> _Source information_
____
use serde::{Deserialize, Serialize};

/// A prospective customer, as uploaded by the operator.
///
/// Only `name` and `company` are required for a lead to be scored; every
/// other field defaults to the empty string.
#[derive(Debug, Clone, Default, PartialEq, Eq, Serialize, Deserialize)]
pub struct LeadRecord {
    #[serde(default)]
    pub name: String,
    #[serde(default)]
    pub role: String,
    #[serde(default)]
    pub company: String,
    #[serde(default)]
    pub industry: String,
    #[serde(default)]
    pub location: String,
    /// Free-text profile bio (the `linkedin_bio` CSV column).
    #[serde(default, alias = "linkedin_bio", skip_serializing_if = "Option::is_none")]
    pub bio: Option<String>,
}

impl LeadRecord {
    pub fn new(name: impl Into<String>, company: impl Into<String>) -> Self {
        Self {
            name: name.into(),
            company: company.into(),
            ..Self::default()
        }
    }

    pub fn with_role(mut self, role: impl Into<String>) -> Self {
        self.role = role.into();
        self
    }

    pub fn with_industry(mut self, industry: impl Into<String>) -> Self {
        self.industry = industry.into();
        self
    }

    pub fn with_location(mut self, location: impl Into<String>) -> Self {
        self.location = location.into();
        self
    }

    pub fn with_bio(mut self, bio: impl Into<String>) -> Self {
        self.bio = Some(bio.into());
        self
    }

    /// A lead needs both a name and a company to be scored.
    pub fn is_eligible(&self) -> bool {
        !self.name.trim().is_empty() && !self.company.trim().is_empty()
    }

    /// The bio, if present and not blank.
    pub fn bio_text(&self) -> Option<&str> {
        self.bio.as_deref().filter(|bio| !bio.trim().is_empty())
    }
}
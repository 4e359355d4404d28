//! API route definitions and router builder.

pub mod health;
pub mod leads;
pub mod offer;
pub mod results;
pub mod score;

use axum::Router;
use axum::extract::{DefaultBodyLimit, OriginalUri};
use axum::routing::{delete, get, post};
use tower_http::compression::CompressionLayer;
use tower_http::cors::{Any, CorsLayer};
use tower_http::trace::TraceLayer;

use crate::error::ApiError;
use crate::state::AppState;

/// Build the Axum router with all routes and middleware.
pub fn build_router(state: AppState) -> Router {
    let cors = CorsLayer::new()
        .allow_origin(Any)
        .allow_methods(Any)
        .allow_headers(Any);

    let api = Router::new()
        // Offer
        .route("/offer", get(offer::get_offer).post(offer::save_offer))
        // Leads
        .route("/leads", get(leads::list_leads))
        .route(
            "/leads/upload",
            post(leads::upload_leads).layer(DefaultBodyLimit::max(state.max_upload_bytes)),
        )
        .route("/leads/sample", get(leads::sample_format))
        // Scoring
        .route("/score", post(score::run_scoring))
        // Results
        .route("/results", get(results::list_results))
        .route("/results/export/csv", get(results::export_csv))
        // Store maintenance
        .route("/stats", get(results::stats))
        .route("/data", delete(results::clear_data));

    Router::new()
        .route("/", get(health::index))
        .route("/health", get(health::health))
        .nest("/api/v1", api)
        .fallback(not_found)
        .layer(TraceLayer::new_for_http())
        .layer(CompressionLayer::new())
        .layer(cors)
        .with_state(state)
}

async fn not_found(OriginalUri(uri): OriginalUri) -> ApiError {
    ApiError::NotFound(uri.path().to_string())
}

#[cfg(test)]
mod tests {
    use super::*;
    use std::sync::Arc;
    use std::time::Duration;

    use axum::body::Body;
    use axum::http::{Request, StatusCode, header};
    use http_body_util::BodyExt;
    use lq_protocol::IntentLabel;
    use lq_scoring::{IntentScorer, MockOracle, ScorerConfig};
    use serde_json::{Value, json};
    use tower::ServiceExt;

    use crate::config::DEFAULT_MAX_UPLOAD_BYTES;

    const BOUNDARY: &str = "leadqual-test-boundary";

    const LEADS_CSV: &str = "\
name,role,company,industry,location,linkedin_bio
John Doe,CEO,TechCorp,Technology,San Francisco,Tech leader with 10+ years
Jane Smith,Marketing Manager,GrowthCo,B2B SaaS,New York,Growth marketer
,Intern,NoName Inc,Retail,Boston,
";

    fn app_with(oracle: MockOracle) -> Router {
        let scorer = IntentScorer::with_config(
            Arc::new(oracle),
            ScorerConfig {
                pacing: Duration::ZERO,
            },
        );
        build_router(AppState::new(scorer, DEFAULT_MAX_UPLOAD_BYTES))
    }

    fn app() -> Router {
        app_with(MockOracle::fixed(IntentLabel::High))
    }

    async fn send(app: &Router, request: Request<Body>) -> (StatusCode, Value) {
        let response = app.clone().oneshot(request).await.unwrap();
        let status = response.status();
        let body = response.into_body().collect().await.unwrap().to_bytes();
        let json = if body.is_empty() {
            Value::Null
        } else {
            serde_json::from_slice(&body).unwrap()
        };
        (status, json)
    }

    fn get(uri: &str) -> Request<Body> {
        Request::get(uri).body(Body::empty()).unwrap()
    }

    fn post_json(uri: &str, body: &Value) -> Request<Body> {
        Request::post(uri)
            .header("content-type", "application/json")
            .body(Body::from(serde_json::to_vec(body).unwrap()))
            .unwrap()
    }

    fn upload(field: &str, csv: &str) -> Request<Body> {
        let body = format!(
            "--{BOUNDARY}\r\n\
             Content-Disposition: form-data; name=\"{field}\"; filename=\"leads.csv\"\r\n\
             Content-Type: text/csv\r\n\
             \r\n\
             {csv}\r\n\
             --{BOUNDARY}--\r\n"
        );
        Request::post("/api/v1/leads/upload")
            .header(
                "content-type",
                format!("multipart/form-data; boundary={BOUNDARY}"),
            )
            .body(Body::from(body))
            .unwrap()
    }

    fn offer() -> Value {
        json!({
            "name": " AI Outreach Automation ",
            "value_props": ["24/7 outreach", "6x more meetings"],
            "ideal_use_cases": ["B2B SaaS mid-market", "Technology companies"]
        })
    }

    #[tokio::test]
    async fn health_returns_ok() {
        let (status, json) = send(&app(), get("/health")).await;
        assert_eq!(status, StatusCode::OK);
        assert_eq!(json["status"], "ok");
        assert!(json["timestamp"].is_string());
    }

    #[tokio::test]
    async fn index_lists_endpoints() {
        let (status, json) = send(&app(), get("/")).await;
        assert_eq!(status, StatusCode::OK);
        assert!(!json["endpoints"].as_array().unwrap().is_empty());
    }

    #[tokio::test]
    async fn unknown_path_is_json_404() {
        let (status, json) = send(&app(), get("/api/v1/nope")).await;
        assert_eq!(status, StatusCode::NOT_FOUND);
        assert_eq!(json["error"], "not found: /api/v1/nope");
        assert_eq!(json["status"], 404);
    }

    #[tokio::test]
    async fn offer_roundtrip_trims_fields() {
        let app = app();
        let (status, json) = send(&app, post_json("/api/v1/offer", &offer())).await;
        assert_eq!(status, StatusCode::CREATED);
        assert_eq!(json["offer"]["name"], "AI Outreach Automation");
        assert!(json["offer"]["id"].is_string());
        assert!(json["offer"]["created_at"].is_string());

        let (status, json) = send(&app, get("/api/v1/offer")).await;
        assert_eq!(status, StatusCode::OK);
        assert_eq!(json["offer"]["value_props"][1], "6x more meetings");
    }

    #[tokio::test]
    async fn offer_validation() {
        let app = app();

        let (status, json) = send(&app, post_json("/api/v1/offer", &json!({"name": "X"}))).await;
        assert_eq!(status, StatusCode::BAD_REQUEST);
        assert!(json["error"].as_str().unwrap().contains("missing required fields"));

        let blank = json!({"name": "  ", "value_props": ["a"], "ideal_use_cases": ["b"]});
        let (status, _) = send(&app, post_json("/api/v1/offer", &blank)).await;
        assert_eq!(status, StatusCode::BAD_REQUEST);

        let empty = json!({"name": "X", "value_props": [], "ideal_use_cases": ["b"]});
        let (status, json) = send(&app, post_json("/api/v1/offer", &empty)).await;
        assert_eq!(status, StatusCode::BAD_REQUEST);
        assert!(json["error"].as_str().unwrap().contains("value_props"));

        let wrong_type = json!({"name": 5, "value_props": ["a"], "ideal_use_cases": ["b"]});
        let (status, _) = send(&app, post_json("/api/v1/offer", &wrong_type)).await;
        assert_eq!(status, StatusCode::BAD_REQUEST);
    }

    #[tokio::test]
    async fn missing_offer_is_404() {
        let (status, _) = send(&app(), get("/api/v1/offer")).await;
        assert_eq!(status, StatusCode::NOT_FOUND);
    }

    #[tokio::test]
    async fn upload_skips_incomplete_rows() {
        let app = app();
        let (status, json) = send(&app, upload("leads", LEADS_CSV)).await;
        assert_eq!(status, StatusCode::CREATED);
        assert_eq!(json["count"], 2);
        assert_eq!(json["leads"][0]["name"], "John Doe");
        assert_eq!(json["leads"][1]["role"], "Marketing Manager");

        let (status, json) = send(&app, get("/api/v1/leads")).await;
        assert_eq!(status, StatusCode::OK);
        assert_eq!(json["count"], 2);
    }

    #[tokio::test]
    async fn upload_accepts_rows_shorter_than_header() {
        let csv = "name,company,industry,linkedin_bio\nAva Patel,FlowMetrics\nLee,Acme,Retail,Buyer\n";
        let app = app();
        let (status, json) = send(&app, upload("leads", csv)).await;
        assert_eq!(status, StatusCode::CREATED);
        assert_eq!(json["count"], 2);
        assert_eq!(json["leads"][0]["name"], "Ava Patel");
        assert_eq!(json["leads"][0]["industry"], "");
        assert_eq!(json["leads"][1]["industry"], "Retail");
    }

    #[tokio::test]
    async fn upload_without_leads_field_is_rejected() {
        let (status, json) = send(&app(), upload("file", LEADS_CSV)).await;
        assert_eq!(status, StatusCode::BAD_REQUEST);
        assert!(json["error"].as_str().unwrap().contains("no file uploaded"));
    }

    #[tokio::test]
    async fn upload_with_no_valid_rows_is_rejected() {
        let (status, json) = send(&app(), upload("leads", "name,company\n,Acme\n")).await;
        assert_eq!(status, StatusCode::BAD_REQUEST);
        assert!(json["error"].as_str().unwrap().contains("no valid leads"));
    }

    #[tokio::test]
    async fn sample_format_lists_columns() {
        let (status, json) = send(&app(), get("/api/v1/leads/sample")).await;
        assert_eq!(status, StatusCode::OK);
        assert_eq!(json["columns"][5], "linkedin_bio");
    }

    #[tokio::test]
    async fn score_requires_offer_then_leads() {
        let app = app();
        let (status, json) = send(&app, Request::post("/api/v1/score").body(Body::empty()).unwrap()).await;
        assert_eq!(status, StatusCode::BAD_REQUEST);
        assert!(json["error"].as_str().unwrap().contains("no offer"));

        send(&app, post_json("/api/v1/offer", &offer())).await;
        let (status, json) = send(&app, Request::post("/api/v1/score").body(Body::empty()).unwrap()).await;
        assert_eq!(status, StatusCode::BAD_REQUEST);
        assert!(json["error"].as_str().unwrap().contains("no leads"));
    }

    #[tokio::test]
    async fn full_workflow() {
        let app = app();
        send(&app, post_json("/api/v1/offer", &offer())).await;
        send(&app, upload("leads", LEADS_CSV)).await;

        let (status, json) = send(&app, Request::post("/api/v1/score").body(Body::empty()).unwrap()).await;
        assert_eq!(status, StatusCode::OK);
        assert_eq!(json["summary"]["total_leads"], 2);
        assert_eq!(json["summary"]["high_intent"], 2);
        let results = json["results"].as_array().unwrap();
        assert_eq!(results[0]["name"], "John Doe");
        assert_eq!(results[0]["final_score"], 100);
        assert!(results[0]["scored_at"].is_string());

        let (status, json) = send(&app, get("/api/v1/results")).await;
        assert_eq!(status, StatusCode::OK);
        assert_eq!(json["count"], 2);

        let (_, stats) = send(&app, get("/api/v1/stats")).await;
        assert_eq!(stats["has_offer"], true);
        assert_eq!(stats["leads_count"], 2);
        assert_eq!(stats["results_count"], 2);

        let (status, _) = send(
            &app,
            Request::delete("/api/v1/data").body(Body::empty()).unwrap(),
        )
        .await;
        assert_eq!(status, StatusCode::NO_CONTENT);

        let (_, stats) = send(&app, get("/api/v1/stats")).await;
        assert_eq!(stats["has_offer"], false);
        assert_eq!(stats["results_count"], 0);
    }

    #[tokio::test]
    async fn csv_export() {
        let app = app();
        let (status, _) = send(&app, get("/api/v1/results/export/csv")).await;
        assert_eq!(status, StatusCode::NOT_FOUND);

        send(&app, post_json("/api/v1/offer", &offer())).await;
        send(&app, upload("leads", LEADS_CSV)).await;
        send(&app, Request::post("/api/v1/score").body(Body::empty()).unwrap()).await;

        let response = app
            .clone()
            .oneshot(get("/api/v1/results/export/csv"))
            .await
            .unwrap();
        assert_eq!(response.status(), StatusCode::OK);
        let content_type = response.headers()[header::CONTENT_TYPE].to_str().unwrap();
        assert!(content_type.starts_with("text/csv"));
        let disposition = response.headers()[header::CONTENT_DISPOSITION]
            .to_str()
            .unwrap()
            .to_string();
        assert!(disposition.starts_with("attachment; filename=\"lead-results-"));
        assert!(disposition.ends_with(".csv\""));

        let body = response.into_body().collect().await.unwrap().to_bytes();
        let text = String::from_utf8(body.to_vec()).unwrap();
        let mut lines = text.lines();
        assert_eq!(
            lines.next(),
            Some("Name,Role,Company,Industry,Location,Intent,Score,Reasoning")
        );
        assert!(lines.next().unwrap().starts_with("John Doe,CEO,TechCorp,Technology,San Francisco,High,100,"));
        assert_eq!(lines.count(), 1);
    }

    #[tokio::test]
    async fn oracle_failure_still_returns_every_result() {
        let app = app_with(MockOracle::fixed(IntentLabel::Medium).failing_for(["Jane Smith"]));
        send(&app, post_json("/api/v1/offer", &offer())).await;
        send(&app, upload("leads", LEADS_CSV)).await;

        let (status, json) = send(&app, Request::post("/api/v1/score").body(Body::empty()).unwrap()).await;
        assert_eq!(status, StatusCode::OK);
        let results = json["results"].as_array().unwrap();
        assert_eq!(results.len(), 2);
        assert_eq!(results[1]["final_score"], 10);
        assert_eq!(results[1]["intent"], "Low");
        assert_eq!(json["summary"]["low_intent"], 1);
    }
}
use std::fmt;
use std::str::FromStr;

use serde::{Deserialize, Serialize};
use thiserror::Error;

use crate::lead::LeadRecord;

/// Final scores at or above this are High intent.
pub const HIGH_INTENT_THRESHOLD: u8 = 70;
/// Final scores at or above this (and below High) are Medium intent.
pub const MEDIUM_INTENT_THRESHOLD: u8 = 40;
/// Upper bound of the rule-based component.
pub const MAX_RULE_SCORE: u8 = 50;
/// Upper bound of the AI component.
pub const MAX_AI_SCORE: u8 = 50;

/// Categorical buying-readiness of a lead.
#[derive(Debug, Clone, Copy, PartialEq, Eq, Hash, Serialize, Deserialize)]
pub enum IntentLabel {
    High,
    Medium,
    Low,
}

impl IntentLabel {
    pub const ALL: [IntentLabel; 3] = [IntentLabel::High, IntentLabel::Medium, IntentLabel::Low];

    /// Classify a final score (0-100).
    pub fn classify(score: u8) -> Self {
        if score >= HIGH_INTENT_THRESHOLD {
            IntentLabel::High
        } else if score >= MEDIUM_INTENT_THRESHOLD {
            IntentLabel::Medium
        } else {
            IntentLabel::Low
        }
    }

    /// Fixed AI score for an LLM-assigned label.
    pub fn ai_score(self) -> u8 {
        match self {
            IntentLabel::High => 50,
            IntentLabel::Medium => 30,
            IntentLabel::Low => 10,
        }
    }

    pub fn as_str(self) -> &'static str {
        match self {
            IntentLabel::High => "High",
            IntentLabel::Medium => "Medium",
            IntentLabel::Low => "Low",
        }
    }
}

impl fmt::Display for IntentLabel {
    fn fmt(&self, f: &mut fmt::Formatter<'_>) -> fmt::Result {
        f.write_str(self.as_str())
    }
}

/// A label string outside High/Medium/Low.
#[derive(Debug, Clone, PartialEq, Eq, Error)]
#[error("unknown intent label: {0:?}")]
pub struct UnknownIntent(pub String);

impl FromStr for IntentLabel {
    type Err = UnknownIntent;

    /// Exact, case-sensitive match: the LLM is asked for these spellings.
    fn from_str(s: &str) -> Result<Self, Self::Err> {
        match s {
            "High" => Ok(IntentLabel::High),
            "Medium" => Ok(IntentLabel::Medium),
            "Low" => Ok(IntentLabel::Low),
            other => Err(UnknownIntent(other.to_string())),
        }
    }
}

/// Where an [`AiOutcome`] came from.
#[derive(Debug, Clone, Copy, PartialEq, Eq, Serialize, Deserialize)]
#[serde(rename_all = "snake_case")]
pub enum AiSource {
    /// The model answered with a well-formed JSON verdict.
    Model,
    /// The reply was malformed; the label was guessed from keywords.
    KeywordFallback,
    /// The model could not be reached.
    Unavailable,
}

/// The AI half of a lead's score.
#[derive(Debug, Clone, PartialEq, Eq, Serialize, Deserialize)]
pub struct AiOutcome {
    pub intent: IntentLabel,
    pub explanation: String,
    /// Always `intent.ai_score()`.
    pub ai_score: u8,
    pub source: AiSource,
}

impl AiOutcome {
    pub fn new(intent: IntentLabel, explanation: impl Into<String>, source: AiSource) -> Self {
        Self {
            intent,
            explanation: explanation.into(),
            ai_score: intent.ai_score(),
            source,
        }
    }

    pub fn is_fallback(&self) -> bool {
        self.source != AiSource::Model
    }
}

/// Per-component detail kept alongside a final score.
#[derive(Debug, Clone, PartialEq, Eq, Serialize, Deserialize)]
pub struct ScoreBreakdown {
    pub rule_score: u8,
    pub ai_score: u8,
    pub ai_intent: IntentLabel,
    pub ai_explanation: String,
}

/// Scored lead. Created once per lead per scoring run and never mutated.
#[derive(Debug, Clone, PartialEq, Eq, Serialize, Deserialize)]
pub struct ScoringResult {
    pub name: String,
    pub role: String,
    pub company: String,
    pub industry: String,
    pub location: String,
    pub intent: IntentLabel,
    pub final_score: u8,
    pub explanation: String,
    pub breakdown: ScoreBreakdown,
}

impl ScoringResult {
    /// Combine a rule score and an AI outcome.
    ///
    /// Both components are clamped to their bounds, so `final_score` never
    /// exceeds 100 and always equals `rule_score + ai_score`.
    pub fn combine(
        lead: &LeadRecord,
        rule_score: u8,
        ai: AiOutcome,
        explanation: impl Into<String>,
    ) -> Self {
        let rule_score = rule_score.min(MAX_RULE_SCORE);
        let ai_score = ai.ai_score.min(MAX_AI_SCORE);
        let final_score = rule_score + ai_score;

        Self {
            name: lead.name.clone(),
            role: lead.role.clone(),
            company: lead.company.clone(),
            industry: lead.industry.clone(),
            location: lead.location.clone(),
            intent: IntentLabel::classify(final_score),
            final_score,
            explanation: explanation.into(),
            breakdown: ScoreBreakdown {
                rule_score,
                ai_score,
                ai_intent: ai.intent,
                ai_explanation: ai.explanation,
            },
        }
    }
}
____
> _Brief_
Write out exactly the lines between the start of the entries and the line containing "pub struct LeadRecord", including that line and the first one.

> _Response below_
use serde::{Deserialize, Serialize};

/// A prospective customer, as uploaded by the operator.
///
/// Only `name` and `company` are required for a lead to be scored; every
/// other field defaults to the empty string.
#[derive(Debug, Clone, Default, PartialEq, Eq, Serialize, Deserialize)]
pub struct LeadRecord {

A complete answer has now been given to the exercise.